Go is a natural fit for the kinds of systems Context.dev often powers: enrichment pipelines, backend services, data products, fintech workflows, crawler jobs, and AI infrastructure.

Those systems usually care about predictable interfaces, explicit errors, fast startup times, and code that is easy to deploy as a small service. The Go SDK is designed for that style of work. You get typed params, typed responses, standard context.Context support, and the same API key authentication model used across the rest of Context.dev.

Works in the dashboard too

We also updated the developer dashboard so every copyable API example now includes a Go SDK option. If you are testing endpoints in the playground, you can switch the code sample dropdown to Go (SDK) and copy a working Go example for the exact request you configured.

That includes advanced options like cache age, browser wait time, crawl depth, screenshot viewport, AI query datapoints, and transaction matching hints.
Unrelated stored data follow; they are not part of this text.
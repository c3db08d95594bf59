//! DashMap Record Store
//!
//! Implements RecordStore in memory, standing in for the hosted backend.

use crate::domain::ports::RecordStore;
use crate::domain::value_objects::Table;
use async_trait::async_trait;
use dashmap::DashMap;
use serde_json::Value;

/// In-memory record store keyed by (table, id).
pub struct DashMapRecordStore {
    records: DashMap<(Table, String), Value>,
}

impl DashMapRecordStore {
    /// Create an empty store.
    pub fn new() -> Self {
        Self {
            records: DashMap::new(),
        }
    }

    /// Number of records in a table.
    pub fn count(&self, table: Table) -> usize {
        self.records.iter().filter(|e| e.key().0 == table).count()
    }

    fn record_id(record: &Value) -> anyhow::Result<String> {
        record
            .get("id")
            .and_then(|v| v.as_str())
            .map(str::to_string)
            .ok_or_else(|| anyhow::anyhow!("record has no string id field"))
    }
}

impl Default for DashMapRecordStore {
    fn default() -> Self {
        Self::new()
    }
}

#[async_trait]
impl RecordStore for DashMapRecordStore {
    async fn get(&self, table: Table, id: &str) -> anyhow::Result<Option<Value>> {
        Ok(self
            .records
            .get(&(table, id.to_string()))
            .map(|e| e.value().clone()))
    }

    async fn query(&self, table: Table, field: &str, value: &str) -> anyhow::Result<Vec<Value>> {
        let mut matches: Vec<(String, Value)> = self
            .records
            .iter()
            .filter(|e| e.key().0 == table)
            .filter(|e| e.value().get(field).and_then(|v| v.as_str()) == Some(value))
            .map(|e| (e.key().1.clone(), e.value().clone()))
            .collect();
        // DashMap iteration order is arbitrary
        matches.sort_by(|a, b| a.0.cmp(&b.0));
        Ok(matches.into_iter().map(|(_, v)| v).collect())
    }

    async fn create(&self, table: Table, record: Value) -> anyhow::Result<String> {
        let id = Self::record_id(&record)?;
        let key = (table, id.clone());
        if self.records.contains_key(&key) {
            anyhow::bail!("{} record {} already exists", table, id);
        }
        self.records.insert(key, record);
        Ok(id)
    }

    async fn update(&self, table: Table, id: &str, record: Value) -> anyhow::Result<()> {
        match self.records.get_mut(&(table, id.to_string())) {
            Some(mut entry) => {
                *entry = record;
                Ok(())
            }
            None => anyhow::bail!("{} record {} not found", table, id),
        }
    }

    async fn delete(&self, table: Table, id: &str) -> anyhow::Result<bool> {
        Ok(self.records.remove(&(table, id.to_string())).is_some())
    }
}
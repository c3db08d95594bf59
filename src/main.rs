//! split-sync - Peer sync demo node
//!
//! This is the composition root: it wires a record store, a snapshot store
//! and two sync engines together, then walks through a group sync, peer
//! replication and a concurrent-edit conflict.

use serde_json::json;
use split_sync::adapters::outbound::{DashMapRecordStore, DashMapSnapshotStore, SqliteSnapshotStore};
use split_sync::domain::entities::{Expense, Group, GroupMember, MemberRole};
use split_sync::sync::EventKind;
use split_sync::{
    load_config, RecordStore, ResolutionStrategy, SnapshotStore, SyncAdapter, SyncEngineBuilder,
    SyncEvent, Table,
};
use std::sync::Arc;

#[tokio::main]
async fn main() -> anyhow::Result<()> {
    // Load configuration from environment
    let cfg = load_config()?;

    // Setup logging
    let log_level = if cfg.debug {
        tracing::Level::DEBUG
    } else {
        tracing::Level::INFO
    };

    tracing_subscriber::fmt().with_max_level(log_level).init();

    tracing::info!(
        "starting split-sync node_id={} group={:?} seed_peers={:?}",
        cfg.node_id,
        cfg.group_id,
        cfg.seed_peers
    );

    // ===== COMPOSITION ROOT =====

    // 1. Snapshot store (SQLite when a path is configured, memory otherwise)
    let snapshots: Arc<dyn SnapshotStore> = match &cfg.snapshot_path {
        Some(path) => {
            tracing::info!("persisting snapshots to {}", path);
            Arc::new(SqliteSnapshotStore::open(path)?)
        }
        None => Arc::new(DashMapSnapshotStore::new()),
    };

    // 2. Record store seeded with one group
    let group_id = cfg.group_id.clone().unwrap_or_else(|| "demo-group".to_string());
    let store = Arc::new(DashMapRecordStore::new());
    seed_group(store.as_ref(), &group_id).await?;

    // 3. Local engine + adapter
    let local = Arc::new(
        SyncEngineBuilder::new()
            .config(cfg.sync_config())
            .snapshot_store(snapshots.clone())
            .build()?,
    );
    local.on(EventKind::ConflictDetected, |event| {
        if let SyncEvent::ConflictDetected { conflicts } = event {
            tracing::warn!("{} open conflict(s)", conflicts.len());
        }
    });
    local.initialize(cfg.node_id.clone(), Some(group_id.clone())).await?;
    let adapter = SyncAdapter::new(local.clone(), store.clone());

    // 4. A second node with its own, empty record store
    let peer_id = format!("{}-peer", cfg.node_id);
    let peer = Arc::new(
        SyncEngineBuilder::new()
            .config(cfg.sync_config())
            .snapshot_store(snapshots)
            .build()?,
    );
    peer.initialize(peer_id.clone(), Some(group_id.clone())).await?;
    let peer_store = Arc::new(DashMapRecordStore::new());
    let peer_adapter = SyncAdapter::new(peer.clone(), peer_store.clone());

    local.connect_to_peer(&peer_id).await?;
    peer.connect_to_peer(&cfg.node_id).await?;

    // 5. Group sync on the local node, then replicate to the peer
    let report = adapter.sync_group_data(&group_id).await?;
    tracing::info!("local sync: {:?}", report.tables);

    let replicated = peer_adapter.replicate_from(&local, None).await?;
    tracing::info!(
        "peer replicated {} operations, holds {} expenses",
        replicated,
        peer_store.count(Table::Expenses)
    );

    // 6. Both nodes edit the same expense at once
    let base = json!({"id": "exp-1", "description": "Dinner", "amount_cents": 4800});
    let mut local_edit = base.clone();
    local_edit["amount_cents"] = json!(5200);
    let mut peer_edit = base;
    peer_edit["description"] = json!("Dinner + tip");

    let ours = local.create_version(local_edit)?;
    let theirs = peer.create_version(peer_edit)?;

    if let Some(conflict) = local.detect_conflicts(&ours, &theirs).await? {
        tracing::info!("conflicting fields: {:?}", conflict.conflict_fields);
        let merged = local.resolve_conflict(&conflict, ResolutionStrategy::Merge).await?;
        tracing::info!(
            "resolved to version {} by {}: {}",
            merged.version(),
            merged.node_id(),
            merged.data
        );
    }

    local.start_sync().await?;
    local.sync_group_data(&group_id).await?;

    let state = local.get_sync_state();
    tracing::info!(
        "final state status={} peers={} conflicts={} last_sync={:?}",
        state.status,
        state.peers.len(),
        state.conflicts.len(),
        state.last_sync
    );

    local.stop_sync().await?;
    peer.stop_sync().await?;
    Ok(())
}

async fn seed_group(store: &dyn RecordStore, group_id: &str) -> anyhow::Result<()> {
    let group = Group {
        id: group_id.to_string(),
        name: "Weekend trip".to_string(),
        currency: "EUR".to_string(),
        created_by: "u-ana".to_string(),
    };
    store.create(Table::Groups, serde_json::to_value(&group)?).await?;

    for (n, user) in ["u-ana", "u-ben"].iter().enumerate() {
        let member = GroupMember {
            id: format!("m-{}", n + 1),
            group_id: group_id.to_string(),
            user_id: user.to_string(),
            role: if n == 0 { MemberRole::Admin } else { MemberRole::Member },
        };
        store.create(Table::GroupMembers, serde_json::to_value(&member)?).await?;
    }

    let expense = Expense {
        id: "exp-1".to_string(),
        group_id: group_id.to_string(),
        description: "Dinner".to_string(),
        amount_cents: 4800,
        paid_by: "u-ana".to_string(),
        split_between: vec!["u-ana".to_string(), "u-ben".to_string()],
    };
    store.create(Table::Expenses, serde_json::to_value(&expense)?).await?;

    Ok(())
}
Tested endpoint by endpoint

We tested the generated Go samples individually against the official SDK package. Each dashboard sample is compiled in its own temporary Go package with go test ., so the examples are checked as actual Go programs rather than treated as static snippets.

That coverage includes brand retrieval, styleguides, fonts, NAICS, SIC, AI Query, screenshots, image scraping, Markdown scraping, HTML scraping, sitemap crawling, website crawling, product extraction, transaction enrichment, and the onboarding first-call snippet.

Get started

If you already have a Context.dev API key, install the SDK and start with a small brand lookup:

go get github.com/context-dot-dev/context-go-sdk

If you do not have a key yet, create one in the Context.dev dashboard, set CONTEXT_DEV_API_KEY, and run your first request.

We are going to keep expanding the SDKs around the workflows developers actually build: enrichment jobs, AI agents, personalized onboarding, research tools, transaction intelligence, and web context pipelines.

If you build something with the Go SDK, send it our way. We want the Go experience to feel as direct and reliable as the API itself.